Hive-HBase Integration: Not possible to create HFiles for more than one Row

Hive-HBase Integration: Not possible to create HFiles for more than one Row

Expert Contributor

I created an external Hive Table that refers to a corresponding HBase table (which has one column family "cf"):

create external table testdb.testtable ( rowkey String,  hashvalue String,  valuelist String)
STORED BY 'org.apache.hadoop.hive.hbase.HBaseStorageHandler'
WITH SERDEPROPERTIES ("hbase.columns.mapping" = ":key,cf:valueList,cf:hashValue")
TBLPROPERTIES ('' = 'hbase_table')

Now I want to create HFiles from an existing Hive table (origin_table), which has more than one column (rokey (=HBase row key), hashvalue, valuelist).

When I run the following query to create HFiles from the Hive table, I always get an exception.
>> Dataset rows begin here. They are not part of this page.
//! Runtime overload resolution over structurally validated arguments.
//!
//! A logical operation is declared as an ordered set of signatures. Each
//! signature is a list of [`Validator`]s plus a handler; calling
//! [`Matcher::dispatch`] picks the single best-matching signature for a
//! concrete argument list and runs its handler, or explains precisely why
//! nothing matched.
//!
//! # Features
//!
//! - Primitive and composite validators with structured, path-aware issues
//! - Specificity scoring: literals beat primitives, primitives beat `unknown()`
//! - Arity bounds derived from optional validators
//! - Fallback signatures and signatures that always raise a declared error
//! - Configurable handling of equally ranked matches
//!
//! # Example
//!
//! ```
//! use sigmatch::{def, number, overload, string, DefOptions, Value};
//!
//! let describe = overload([
//!     def(DefOptions::named("label"), [string(), number()])
//!         .handle(|args: &[Value]| {
//!             let text = args[0].as_str().unwrap_or_default();
//!             Value::from(format!("{text}:{}", args[1].as_f64().unwrap_or_default()))
//!         })
//!         .unwrap(),
//!     def(DefOptions::named("sum"), [number(), number()])
//!         .handle(|args: &[Value]| {
//!             Value::from(args.iter().filter_map(Value::as_f64).sum::<f64>())
//!         })
//!         .unwrap(),
//! ]);
//!
//! let args = [Value::from("x"), Value::from(1)];
//! assert_eq!(describe.dispatch(&args).unwrap(), Value::from("x:1"));
//! assert_eq!(describe.dispatch(&[Value::from(2), Value::from(3)]).unwrap(), Value::from(5));
//!
//! let err = describe.dispatch(&[Value::Bool(true)]).unwrap_err();
//! assert!(err.to_string().starts_with("No overload matched for (true)"));
//! ```

pub mod config;
pub mod diagnostics;
pub mod dispatch;
pub mod error;
pub mod signature;
pub mod validate;
pub mod value;

pub use config::{DiagnosticsConfig, MatcherConfig, TieBreak};
pub use dispatch::{
    overload, AmbiguityError, DeclaredError, DispatchError, MatchScore, Matcher, NoMatchError,
    Resolution, SignatureFailure,
};
pub use error::{AuthoringError, ConfigError};
pub use signature::{
    def, fallback, DeclaredThrow, DefOptions, Definition, Handler, NormalizedSignature,
    PendingDefinition, SignatureInfo,
};
pub use validate::{
    array, array_of, boolean, custom, func, func_with, instance_of, instance_of_with,
    intersection, literal, literals, number, number_with, optional, shape, shape_with, string,
    string_with, tuple, tuple_with, type_of, union, unknown, ArrayOptions, Check, CheckContext,
    FuncOptions, Issue, NumberOptions, PathSegment, ShapeOptions, StringOptions, TupleOptions,
    ValidationResult, Validator,
};
pub use value::{Class, Function, Instance, Literal, Object, Value};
set hive.hbase.generatehfiles=true

INSERT OVERWRITE TABLE testdb.testtable 
SELECT k, valuelist, hashvalue from testdb.origin_table DISTRIBUTE BY k SORT BY k;

Exception: Added a key not lexically larger than previous. 
Current cell = 055:test_2018-08-28 09:09:31/cf:hashValue/1536343090127/Put/vlen=3/seqid=0, 
    lastCell = 055:test_2018-08-28 09:09:31/cf:valueList/1536343090127/Put/vlen=11417/seqid=0

This seems to occur because of the different column names (hashValue und valueList). There's no difference if I exchange the columns of the query (SELECT k, hashvalue, valuelist FROM ...), it also throws the exception!

Of course, when change this example into a Hive table with only one column (+key column), the INSERT command works, as there is no other column to read out for the HFile creation.

Question now: How can I create HFiles with this Hive-HBase integration, if there is more than one column (+key) to transfer?